Driscoll may have said hurtful things repeatedly against half of the human population (women) and acted in an arrogant and bullying mean spirited way towards those under him including his own staff, people in his congregation, his critics, and other too numerous to mention.  But– and this is the really imporant part– what he did was not illegal, heretical, or immoral– and– none of it disqualified him from pastoral ministry.

I realize that for some people, when they use the word immoral, all they think about is sex.  And as far as we know, Driscoll has not been accused of any sexual impropriety per se (although many many people would consider his views about sex and sexuality as being improper).  But immorality is so much more than sex.

For Aristotle and most of the western world, morality has to do with virtuous living.  The virtues involve all the temperate habits, and the avoidance of vices.  A virtue normally has a vice of excess and a vice of deficiency.  For example, courage is the virtue– its in between the vices of cowardliness and foolhardiness.  Being witty is the virtue found between the vices of being a dullard and being a buffoon.  Being generous is the virtue found between the vices of giving too much foolishly and being  a miser.  So being unvirtuous is falling to a vice, and missing a virtue.  It applies to all areas of life.  Virtue is proper functioning, and vice is improper functioning.
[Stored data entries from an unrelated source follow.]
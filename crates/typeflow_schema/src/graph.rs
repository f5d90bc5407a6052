//! The schema graph: exposed types, root fields, and type references.

use indexmap::IndexMap;
use serde::{Deserialize, Serialize};

use crate::entity::EntityDescriptor;
use crate::error::SchemaError;

/// Names of the built-in scalar types.
pub const BUILTIN_SCALARS: [&str; 5] = ["ID", "String", "Int", "Float", "Boolean"];

/// A reference to a type inside the graph.
///
/// Follows SDL semantics: a bare named reference is nullable, `NonNull`
/// and `List` wrap an inner reference.
#[derive(Debug, Clone, PartialEq, Eq, Serialize, Deserialize)]
pub enum TypeRef {
    Named(String),
    NonNull(Box<TypeRef>),
    List(Box<TypeRef>),
}

impl TypeRef {
    pub fn named(name: impl Into<String>) -> Self {
        Self::Named(name.into())
    }

    pub fn non_null(inner: TypeRef) -> Self {
        Self::NonNull(Box::new(inner))
    }

    pub fn list(inner: TypeRef) -> Self {
        Self::List(Box::new(inner))
    }

    /// The innermost named type this reference points at.
    pub fn named_type(&self) -> &str {
        match self {
            Self::Named(name) => name,
            Self::NonNull(inner) | Self::List(inner) => inner.named_type(),
        }
    }

    /// Whether a value of this type may be null at the outermost level.
    pub fn is_nullable(&self) -> bool {
        !matches!(self, Self::NonNull(_))
    }
}

/// A field on an object type or a root operation field.
#[derive(Debug, Clone, PartialEq, Eq, Serialize, Deserialize)]
pub struct FieldDef {
    pub name: String,
    pub ty: TypeRef,
    pub arguments: IndexMap<String, ArgumentDef>,
}

impl FieldDef {
    /// A plain field with no arguments.
    pub fn new(name: impl Into<String>, ty: TypeRef) -> Self {
        Self {
            name: name.into(),
            ty,
            arguments: IndexMap::new(),
        }
    }

    /// Adds an argument to the field.
    pub fn argument(mut self, name: impl Into<String>, ty: TypeRef) -> Self {
        let name = name.into();
        self.arguments.insert(name.clone(), ArgumentDef { name, ty });
        self
    }
}

/// An argument accepted by a field.
#[derive(Debug, Clone, PartialEq, Eq, Serialize, Deserialize)]
pub struct ArgumentDef {
    pub name: String,
    pub ty: TypeRef,
}

/// An object type definition.
#[derive(Debug, Clone, PartialEq, Eq, Serialize, Deserialize)]
pub struct ObjectDef {
    pub name: String,
    pub fields: IndexMap<String, FieldDef>,
}

impl ObjectDef {
    pub fn new(name: impl Into<String>) -> Self {
        Self {
            name: name.into(),
            fields: IndexMap::new(),
        }
    }

    /// Adds a field to the object.
    pub fn field(mut self, field: FieldDef) -> Self {
        self.fields.insert(field.name.clone(), field);
        self
    }
}

/// An enum type definition.
#[derive(Debug, Clone, PartialEq, Eq, Serialize, Deserialize)]
pub struct EnumDef {
    pub name: String,
    pub values: Vec<String>,
}

/// A type definition in the graph.
#[derive(Debug, Clone, PartialEq, Eq, Serialize, Deserialize)]
pub enum TypeDef {
    Scalar(String),
    Object(ObjectDef),
    Enum(EnumDef),
}

impl TypeDef {
    /// The declared name of the type.
    pub fn name(&self) -> &str {
        match self {
            Self::Scalar(name) => name,
            Self::Object(obj) => &obj.name,
            Self::Enum(e) => &e.name,
        }
    }
}

/// The finished, immutable schema graph.
///
/// `Query` and `Mutation` are kept as distinguished root-field maps rather
/// than ordinary object types; everything else lives in `types`.
#[derive(Debug, Clone, Default, PartialEq, Serialize, Deserialize)]
pub struct Schema {
    pub types: IndexMap<String, TypeDef>,
    pub query: IndexMap<String, FieldDef>,
    pub mutation: IndexMap<String, FieldDef>,
}

impl Schema {
    /// Gets a type by name.
    pub fn get_type(&self, name: &str) -> Option<&TypeDef> {
        self.types.get(name)
    }

    /// Gets an object type by name.
    pub fn object(&self, name: &str) -> Option<&ObjectDef> {
        match self.types.get(name) {
            Some(TypeDef::Object(obj)) => Some(obj),
            _ => None,
        }
    }

    /// Gets a query root field by name.
    pub fn query_field(&self, name: &str) -> Option<&FieldDef> {
        self.query.get(name)
    }

    /// Gets a mutation root field by name.
    pub fn mutation_field(&self, name: &str) -> Option<&FieldDef> {
        self.mutation.get(name)
    }

    /// True if `name` is one of the built-in scalars.
    pub fn is_scalar(&self, name: &str) -> bool {
        matches!(self.types.get(name), Some(TypeDef::Scalar(_)))
    }
}

/// Where a root field is registered.
#[derive(Debug, Clone, Copy, PartialEq, Eq)]
enum Root {
    Query,
    Mutation,
}

/// Builder for the schema graph.
///
/// Registration never fails on its own; all validation (duplicate type
/// conflicts, reference resolution) happens in [`SchemaBuilder::build`],
/// which consumes the builder and returns the read-only [`Schema`].
#[derive(Debug, Default)]
pub struct SchemaBuilder {
    objects: Vec<ObjectDef>,
    enums: Vec<EnumDef>,
    roots: Vec<(Root, FieldDef)>,
}

impl SchemaBuilder {
    /// Creates a new builder.
    pub fn new() -> Self {
        Self::default()
    }

    /// Registers an object type built from the exposed fields of an entity
    /// descriptor. Internal-only columns never reach the graph.
    pub fn entity(self, descriptor: &EntityDescriptor) -> Self {
        self.object(descriptor.to_object())
    }

    /// Registers an object type directly.
    pub fn object(mut self, object: ObjectDef) -> Self {
        self.objects.push(object);
        self
    }

    /// Registers an enum type.
    pub fn enumeration(mut self, def: EnumDef) -> Self {
        self.enums.push(def);
        self
    }

    /// Registers a list query for an entity.
    ///
    /// The public contract is part of the field signature:
    /// `name(orderBy: <Entity>Order, limit: Int): [Entity!]!`, with an
    /// `<Entity>Order` enum of `ID_ASC`/`ID_DESC`. Callers can pick a
    /// deterministic order and bound the result count; neither is hidden.
    pub fn list_query(mut self, name: impl Into<String>, descriptor: &EntityDescriptor) -> Self {
        let entity = descriptor.name().to_string();
        let order_enum = format!("{entity}Order");
        self.enums.push(EnumDef {
            name: order_enum.clone(),
            values: vec!["ID_ASC".to_string(), "ID_DESC".to_string()],
        });

        let field = FieldDef::new(
            name,
            TypeRef::non_null(TypeRef::list(TypeRef::non_null(TypeRef::named(entity)))),
        )
        .argument("orderBy", TypeRef::named(order_enum))
        .argument("limit", TypeRef::named("Int"));
        self.roots.push((Root::Query, field));
        self
    }

    /// Registers a create mutation for an entity.
    ///
    /// Arguments are a flat record: one per exposed non-id field, required
    /// unless the field is nullable. The mutation returns the created
    /// entity in full, so one round trip yields confirmation and state.
    pub fn create_mutation(
        mut self,
        name: impl Into<String>,
        descriptor: &EntityDescriptor,
    ) -> Self {
        let mut field = FieldDef::new(
            name,
            TypeRef::non_null(TypeRef::named(descriptor.name())),
        );
        for arg in descriptor.mutation_arguments() {
            field.arguments.insert(arg.name.clone(), arg);
        }
        self.roots.push((Root::Mutation, field));
        self
    }

    /// Registers a query root field directly.
    pub fn query(mut self, field: FieldDef) -> Self {
        self.roots.push((Root::Query, field));
        self
    }

    /// Registers a mutation root field directly.
    pub fn mutation(mut self, field: FieldDef) -> Self {
        self.roots.push((Root::Mutation, field));
        self
    }

    /// Validates everything registered so far and returns the immutable
    /// schema.
    ///
    /// Errors here are configuration errors: they must abort startup, never
    /// be retried at request time.
    pub fn build(self) -> Result<Schema, SchemaError> {
        let mut schema = Schema::default();
        for name in BUILTIN_SCALARS {
            schema
                .types
                .insert(name.to_string(), TypeDef::Scalar(name.to_string()));
        }

        for object in self.objects {
            match schema.types.get(&object.name) {
                None => {
                    schema
                        .types
                        .insert(object.name.clone(), TypeDef::Object(object));
                }
                // Re-registering an identical declaration is allowed.
                Some(TypeDef::Object(existing)) if existing.fields == object.fields => {}
                Some(_) => {
                    return Err(SchemaError::ConflictingType { name: object.name });
                }
            }
        }

        for def in self.enums {
            match schema.types.get(&def.name) {
                None => {
                    schema.types.insert(def.name.clone(), TypeDef::Enum(def));
                }
                Some(TypeDef::Enum(existing)) if existing.values == def.values => {}
                Some(_) => {
                    return Err(SchemaError::ConflictingType { name: def.name });
                }
            }
        }

        for (root, field) in self.roots {
            let (root_name, map) = match root {
                Root::Query => ("Query", &mut schema.query),
                Root::Mutation => ("Mutation", &mut schema.mutation),
            };
            if map.contains_key(&field.name) {
                return Err(SchemaError::DuplicateRootField {
                    root: root_name.to_string(),
                    name: field.name,
                });
            }
            map.insert(field.name.clone(), field);
        }

        resolve_references(&schema)?;
        Ok(schema)
    }
}

/// Checks that every type reference in the graph resolves to a declared
/// type or built-in scalar.
fn resolve_references(schema: &Schema) -> Result<(), SchemaError> {
    let check = |owner: &str, field: &FieldDef| -> Result<(), SchemaError> {
        let mut refs = vec![(field.ty.named_type(), field.name.as_str())];
        for arg in field.arguments.values() {
            refs.push((arg.ty.named_type(), field.name.as_str()));
        }
        for (reference, field_name) in refs {
            if !schema.types.contains_key(reference) {
                return Err(SchemaError::UnresolvedReference {
                    owner: owner.to_string(),
                    field: field_name.to_string(),
                    reference: reference.to_string(),
                });
            }
        }
        Ok(())
    };

    for def in schema.types.values() {
        if let TypeDef::Object(obj) = def {
            for field in obj.fields.values() {
                check(&obj.name, field)?;
            }
        }
    }
    for field in schema.query.values() {
        check("Query", field)?;
    }
    for field in schema.mutation.values() {
        check("Mutation", field)?;
    }
    Ok(())
}

#[cfg(test)]
mod tests {
    use super::*;
    use crate::entity::{EntityDescriptor, ScalarKind};

    fn post() -> EntityDescriptor {
        EntityDescriptor::builder("Post")
            .id("id")
            .string("title")
            .text("body")
            .internal("createdAt", ScalarKind::Str)
            .build()
    }

    #[test]
    fn entity_exposes_only_whitelisted_fields() {
        let schema = SchemaBuilder::new().entity(&post()).build().unwrap();
        let obj = schema.object("Post").unwrap();

        let names: Vec<&str> = obj.fields.keys().map(String::as_str).collect();
        assert_eq!(names, ["id", "title", "body"]);
        assert!(!obj.fields.contains_key("createdAt"));
    }

    #[test]
    fn list_query_surfaces_order_and_limit() {
        let schema = SchemaBuilder::new()
            .entity(&post())
            .list_query("posts", &post())
            .build()
            .unwrap();

        let field = schema.query_field("posts").unwrap();
        assert_eq!(field.ty.named_type(), "Post");
        assert!(!field.ty.is_nullable());

        let args: Vec<&str> = field.arguments.keys().map(String::as_str).collect();
        assert_eq!(args, ["orderBy", "limit"]);
        assert_eq!(
            field.arguments["orderBy"].ty,
            TypeRef::named("PostOrder")
        );

        match schema.get_type("PostOrder").unwrap() {
            TypeDef::Enum(e) => assert_eq!(e.values, ["ID_ASC", "ID_DESC"]),
            other => panic!("expected enum, got {other:?}"),
        }
    }

    #[test]
    fn create_mutation_takes_flat_required_arguments() {
        let schema = SchemaBuilder::new()
            .entity(&post())
            .create_mutation("createPost", &post())
            .build()
            .unwrap();

        let field = schema.mutation_field("createPost").unwrap();
        assert_eq!(field.ty, TypeRef::non_null(TypeRef::named("Post")));

        let args: Vec<&str> = field.arguments.keys().map(String::as_str).collect();
        assert_eq!(args, ["title", "body"]);
        assert!(!field.arguments["title"].ty.is_nullable());
        assert!(!field.arguments["body"].ty.is_nullable());
    }

    #[test]
    fn identical_redeclaration_is_accepted() {
        let schema = SchemaBuilder::new()
            .entity(&post())
            .entity(&post())
            .build()
            .unwrap();
        assert!(schema.object("Post").is_some());
    }

    #[test]
    fn conflicting_type_names_fail_at_build() {
        let other = EntityDescriptor::builder("Post")
            .id("id")
            .string("headline")
            .build();

        let err = SchemaBuilder::new()
            .entity(&post())
            .entity(&other)
            .build()
            .unwrap_err();
        assert!(matches!(err, SchemaError::ConflictingType { name } if name == "Post"));
    }

    #[test]
    fn unresolved_reference_fails_at_build() {
        let field = FieldDef::new("author", TypeRef::named("User"));
        let object = ObjectDef::new("Post").field(field);

        let err = SchemaBuilder::new().object(object).build().unwrap_err();
        assert!(matches!(
            err,
            SchemaError::UnresolvedReference { ref reference, .. } if reference == "User"
        ));
    }

    #[test]
    fn duplicate_root_field_fails_at_build() {
        let err = SchemaBuilder::new()
            .entity(&post())
            .list_query("posts", &post())
            .query(FieldDef::new("posts", TypeRef::named("Post")))
            .build()
            .unwrap_err();
        assert!(matches!(err, SchemaError::DuplicateRootField { ref name, .. } if name == "posts"));
    }

    #[test]
    fn type_ref_accessors() {
        let ty = TypeRef::non_null(TypeRef::list(TypeRef::non_null(TypeRef::named("Post"))));
        assert_eq!(ty.named_type(), "Post");
        assert!(!ty.is_nullable());
        assert!(TypeRef::named("Post").is_nullable());
    }
}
It is pretty clear that Driscoll was acting unvirtuously– improperly– habitually over the course of his ministry. Most of these behavior traits weren’t one-off events, they were consistent behavior traits exemplified regularly and repeatedly.  They reflected traits an attitudes which are not Christ like, not proper leadership traits (in the church or in the corporate world either, for that matter) and which lead to strife, dischord, and divisiveness.  And yet the Mars Hill Church elders want us all to know that Mark is not a heretic and he didn’t do anything illegal, and he also did not have an affair.

As though we cared.

I have not been a fan of Mark Driscoll for quite a long time because of his views on women, and his arrogant machismo attitude which has unfortunately penetrated the Christian world and influenced a whole generation of bullying divisive manly-man pastors (more on that later).  I have never been concerned about Mark being a heretic, or participating in illegal activity, or his having an affair.  So being assured that he hasn’t just seems like a red herring (irrelevant).

What is disturbing to me, and what I think is indicative of the Mars Hill Church and Mark Driscoll’s effect on the Acts 29 movement and this whole generation of church planters and revivalists is that they don’t see Driscoll’s attitudes and behaviors to in any way disqualify him from church ministry.  In fact, they were quite surprised that he resigned.  To me this indicates a real blind spot to a whole host of immoral behaviors– vices which in their opinion are somehow seen as consistent with pastoral ministry simply because they are not illegal, sexual in nature, or heretical.   That is a low bar to set.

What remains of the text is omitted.